Todos tenemos reminiscencias ecuestres. Como un tatuaje en nuestra conciencia, los recuerdos y las representaciones cabalgan transversalmente a nuestra sociedad transida en años. La conjura de los límites que impuso la ciudad a los arrabales no ha podido borrar de nuestro imaginario aquellos dislates increíbles de nuestros años de infantes: algunas veces sobre una escoba, otras simplemente sobre un palo, y, finalmente, aquellas con amigos de por medio enancados en sus hombros.

Pero… era un juego, lleno de misterio, de aventura, de audacia, de ñata contra el vidrio; era una ensoñación que hacía posible lo imposible; entre otras cosas, estrechar las diferencias sociales siempre existentes. Tiempos de infancias que también nos permitían el atrevimiento de investirnos de héroes, fantaseados desde los libros, y ahí estábamos, libertando el continente en una inocente rémora sanmartiniana.

Juego al fin, e inocencia, nunca dejó de ser esencia, de ser significante, atisbo de conducta y convicción. Ese acontecimiento extraño que vislumbró genialmente Victor Hugo: “lo grandioso y lo burlesco en buena amistad; que lo majestuoso no se vea empañado por la parodia, y que la misma boca pueda soplar hoy en la trompeta del juicio final, y mañana en una flauta de tallo de cebolla”.

Cuánta distancia temporal, cuánto significante edificado. La pregunta es: ¿fue en vano? No creo. Pero, frente a ciertos síntomas de una porción cada vez menor de “esta” sociedad, me abrumo. Aun en el paroxismo de mi angustia, no me doy por vencido. No dejo de cuestionarme, ¿es esa distancia solo temporal? La respuesta se precipita en una dolorosa certeza: lo es con respecto a algunos, que miran hacia el origen con gracia desde niños, con inquietud al ser mayores; con respecto a otros, esos que marcharán este próximo 17, la distancia es tanto espacial como conceptual.

Invocar a uno de nuestros héroes, enancarse en su altura e intentar imbuirse de su aura, para justificar su ignorancia, su odio y su mediocridad en pos de un utilitarismo político es el colmo de la banalidad. Peor aún: hacer desmontar a uno de nuestros íconos históricos para poder estar a su altura física, aunque sea y a cualquier precio, en un extravío trasnochado de personajes pequeños, no es necesario en absoluto.

No hay derecho a tanta ignominia; tampoco hay vergüenza. Asociar consignas vaciadas y viciadas a la estatura de nuestro General Don José de San Martin es un vejamen. Pero a estos devotos de la tabula rasa nada les importa. Todo adquiere validez si de mentir se trata, aunque eso signifique correr el propio límite de la blasfemia.
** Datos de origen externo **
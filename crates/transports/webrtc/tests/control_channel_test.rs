//! Control channel and bandwidth tests
//!
//! Ping/latency, state mirroring, message relay and bandwidth-driven
//! allocation on live (mock) connections.

mod harness;

use std::sync::Arc;
use std::time::Duration;

use harness::{eventually, MeshHarness, INITIAL_BITRATE};
use meshcall_webrtc::media::TrackId;
use meshcall_webrtc::MirrorState;
use serde_json::Value;

// =============================================================================
// Ping / latency
// =============================================================================

#[tokio::test]
async fn test_ping_round_trip_measures_latency() {
    let mut h = MeshHarness::new();
    let (peer, session, conn) = h.connect_as_offerer(2).await;
    session.open_channel("ping");
    let ping = session.channel("ping").unwrap();
    let p = Arc::clone(&ping);
    let c = Arc::clone(&conn);
    assert!(eventually(move || c.ping_channel().is_some()).await);

    h.orchestrator.ping_round().await;
    assert_eq!(p.sent(), vec!["ping".to_string()]);

    tokio::time::sleep(Duration::from_millis(5)).await;
    session.deliver("ping", "pong");
    let c = Arc::clone(&conn);
    assert!(eventually(move || c.latency().is_some()).await);
    assert!(conn.latency().unwrap() >= Duration::from_millis(5));

    h.orchestrator.ping_round().await;
    loop {
        let event = h.next_event("latency").await;
        if let Some(ms) = event["latencies"].get(peer.to_string()) {
            assert!(ms.as_u64().unwrap() >= 5);
            break;
        }
    }
}

#[tokio::test]
async fn test_ping_is_answered_with_pong() {
    let h = MeshHarness::new();
    let (_, session, _) = h.connect_as_offerer(2).await;
    session.open_channel("ping");
    let ping = session.channel("ping").unwrap();

    session.deliver("ping", "ping");
    let p = Arc::clone(&ping);
    assert!(eventually(move || p.sent().contains(&"pong".to_string())).await);
}

#[tokio::test]
async fn test_pong_without_ping_ignored() {
    let h = MeshHarness::new();
    let (_, session, conn) = h.connect_as_offerer(2).await;
    session.open_channel("ping");

    session.deliver("ping", "pong");
    tokio::time::sleep(Duration::from_millis(50)).await;
    assert!(conn.latency().is_none());
}

#[tokio::test]
async fn test_ping_round_skips_unopened_channels() {
    let h = MeshHarness::new();
    let (_, session, _) = h.connect_as_offerer(2).await;

    h.orchestrator.ping_round().await;
    assert!(session.channel("ping").unwrap().sent().is_empty());
}

// =============================================================================
// State mirroring and relay
// =============================================================================

#[tokio::test]
async fn test_user_state_pushed_when_data_channel_opens() {
    let h = MeshHarness::new();
    h.mirror.replace(MirrorState {
        user_name: "ana".to_string(),
        is_in_chat: true,
        ..Default::default()
    });
    let (_, session, _) = h.connect_as_offerer(2).await;

    session.open_channel("data");
    let data = session.channel("data").unwrap();
    let d = Arc::clone(&data);
    assert!(eventually(move || !d.sent().is_empty()).await);

    let message: Value = serde_json::from_str(&data.sent()[0]).unwrap();
    assert_eq!(message["type"], "userState");
    assert_eq!(message["userState"]["userName"], "ana");
    assert_eq!(message["userState"]["isInChat"], true);
}

#[tokio::test]
async fn test_answering_side_uses_remote_channels() {
    let h = MeshHarness::new();
    let peer = h.add_peer(2, harness::LOCAL_START + 500);
    let offer = meshcall_webrtc::signaling::SignalingMessage::Offer {
        from: peer,
        description: meshcall_webrtc::rtc::SessionDescription::offer("remote-offer"),
        candidates: vec![],
    };
    h.orchestrator.accept_offer(offer).await.unwrap();
    assert!(h.signaler.wait_for(1, Duration::from_secs(2)).await);

    let session = h.engine.session_for(peer).unwrap();
    let data = session.announce_remote_channel("data");
    let d = Arc::clone(&data);
    assert!(eventually(move || !d.sent().is_empty()).await);

    let conn = h.orchestrator.connection(peer).await.unwrap();
    assert!(conn.data_channel().is_some());
}

#[tokio::test]
async fn test_peer_user_state_relayed_and_sets_session_flag() {
    let mut h = MeshHarness::new();
    let (peer, session, conn) = h.connect_as_offerer(2).await;
    assert!(!conn.in_session());

    session.deliver(
        "data",
        r#"{"type":"userState","userState":{"isInChat":true,"userName":"bo"},"from":"1.2.3.4"}"#,
    );
    let event = h.next_event("userState").await;
    assert_eq!(event["from"], peer.to_string());
    assert_eq!(event["userState"]["userName"], "bo");
    assert!(conn.in_session());

    session.deliver("data", r#"{"type":"userState","userState":{"isInChat":false}}"#);
    h.next_event("userState").await;
    assert!(!conn.in_session());
}

#[tokio::test]
async fn test_direct_message_relayed_with_origin() {
    let mut h = MeshHarness::new();
    let (peer, session, _) = h.connect_as_offerer(2).await;

    session.deliver("data", r#"{"type":"dm","content":"hello"}"#);
    let event = h.next_event("dm").await;
    assert_eq!(event["content"], "hello");
    assert_eq!(event["from"], peer.to_string());
}

#[tokio::test]
async fn test_malformed_peer_message_dropped() {
    let mut h = MeshHarness::new();
    let (_, session, _) = h.connect_as_offerer(2).await;

    session.deliver("data", "not json");
    session.deliver("data", r#"{"type":"dm","content":"after"}"#);
    let event = h.next_event("dm").await;
    assert_eq!(event["content"], "after");
}

#[tokio::test]
async fn test_publish_local_state_reaches_open_channels() {
    let h = MeshHarness::new();
    let (_, first, _) = h.connect_as_offerer(2).await;
    let (_, second, _) = h.connect_as_offerer(3).await;
    first.open_channel("data");

    let data = first.channel("data").unwrap();
    let d = Arc::clone(&data);
    assert!(eventually(move || d.sent().len() == 1).await);

    let delivered = h
        .orchestrator
        .publish_local_state(MirrorState {
            is_sharing_screen: true,
            ..Default::default()
        })
        .await;
    assert_eq!(delivered, 1);
    assert!(h.mirror.get().is_sharing_screen);

    let last: Value = serde_json::from_str(data.sent().last().unwrap()).unwrap();
    assert_eq!(last["userState"]["isSharingScreen"], true);
    assert!(second.channel("data").unwrap().sent().is_empty());
}

// =============================================================================
// Bandwidth
// =============================================================================

#[tokio::test]
async fn test_bandwidth_round_reports_and_allocates() {
    let mut h = MeshHarness::new();
    let (peer, session, conn) = h.connect_as_offerer(2).await;
    h.mirror.replace(MirrorState {
        is_in_chat: true,
        ..Default::default()
    });

    h.orchestrator.bandwidth_round().await;
    let event = h.next_event("BER").await;
    assert_eq!(event["targetBitrates"][peer.to_string()], INITIAL_BITRATE);
    assert_eq!(conn.allocation()[&TrackId::Microphone], 128_000);

    session.estimator().set(50_000);
    h.orchestrator.bandwidth_round().await;
    assert_eq!(conn.allocation()[&TrackId::Microphone], 32_000);
}

#[tokio::test]
async fn test_local_state_change_reallocates_with_last_estimate() {
    let h = MeshHarness::new();
    let (_, _, conn) = h.connect_as_offerer(2).await;
    h.mirror.replace(MirrorState {
        is_in_chat: true,
        ..Default::default()
    });
    h.orchestrator.bandwidth_round().await;
    assert!(!conn.allocation().contains_key(&TrackId::ScreenVideo));

    h.orchestrator
        .publish_local_state(MirrorState {
            is_in_chat: true,
            is_sharing_screen: true,
            ..Default::default()
        })
        .await;
    let allocation = conn.allocation();
    assert_eq!(allocation[&TrackId::Microphone], 32_000);
    assert_eq!(allocation[&TrackId::ScreenVideo], 300_000);
}

#[tokio::test]
async fn test_estimator_released_on_teardown() {
    let mut h = MeshHarness::new();
    let (peer, session, _) = h.connect_as_offerer(2).await;
    session.set_state(meshcall_webrtc::rtc::LinkState::Failed);
    assert!(h.wait_removed(peer).await);

    h.orchestrator.bandwidth_round().await;
    while let Ok(event) = h.events.try_recv() {
        assert_ne!(event.name(), "BER");
    }

    h.orchestrator.status_round().await;
    let status = h.next_event("rtc_status").await;
    assert_eq!(status["totalPeers"], 0);
}

// =============================================================================
// Status
// =============================================================================

#[tokio::test]
async fn test_status_report_lists_connections() {
    let mut h = MeshHarness::new();
    let (first, _, _) = h.connect_as_offerer(3).await;
    let (second, _, _) = h.connect_as_offerer(2).await;

    h.orchestrator.status_round().await;
    let status = h.next_event("rtc_status").await;
    assert_eq!(status["totalPeers"], 2);
    let rows = status["connections"].as_array().unwrap();
    assert_eq!(rows[0]["peerIP"], second.to_string());
    assert_eq!(rows[1]["peerIP"], first.to_string());
    assert_eq!(rows[0]["role"], "offer");
    assert!(rows[0]["latency"].is_null());
}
Son los menos, y aun así, enceguecidos por el odio, se inmolan y se abisman hacia ese vértice de hipocresía del cual no podrán volver, donde solo los encuentra como espectadores extraviados de un ser social mayoritario que milita, cuida y se deja cuidar por los otros. Un ser expectante ante nuevas posibilidades: un techo propio para su familia, un destino que los hace parte, un líder que piensa como su ser mismo.

Embanderados en republicanismo, autoamplificados hasta el paroxismo, se confunden, se mienten, se impostan, ¡y hasta lloran! Si Moliere viviera… Cuántos “tartufos”, cuánto impostor para su prosa.

Será un 17 excepcional. Pues seguimos transitando una pandemia. No es casual que invoquen justo este año a San Martín. Nada es casual viniendo de estos especímenes que se cobijan en representatividades pasadas, será el de ellos un 17 opaco –la otra faz de aquel 17 que les duele y no pueden borrar como pretenden–. Un día de gritos desaforados, de consignas destempladas, de vidrios polarizados, de caras ocultas, de vecinos limítrofes de una democracia que declaman… Todo prolijamente trasmitido y supracomentado, como siempre.

Y ahí estarán. Con la frustración de saber que no dan la estatura de héroe, ni la altura para mendigar un lugar en su figura ecuestre. Destinados a llevar sobre sus hombros –como el “a cococho” de antiguos juegos– el desaire inclaudicable de un pueblo que no transige su memoria de pueblo. Alejados cada vez más de los hombres y mujeres argentinos que esperan, que apuestan, y que se esfuerzan por no envilecer, que sueñan enancados en la historia con un país que renace para ser mejor.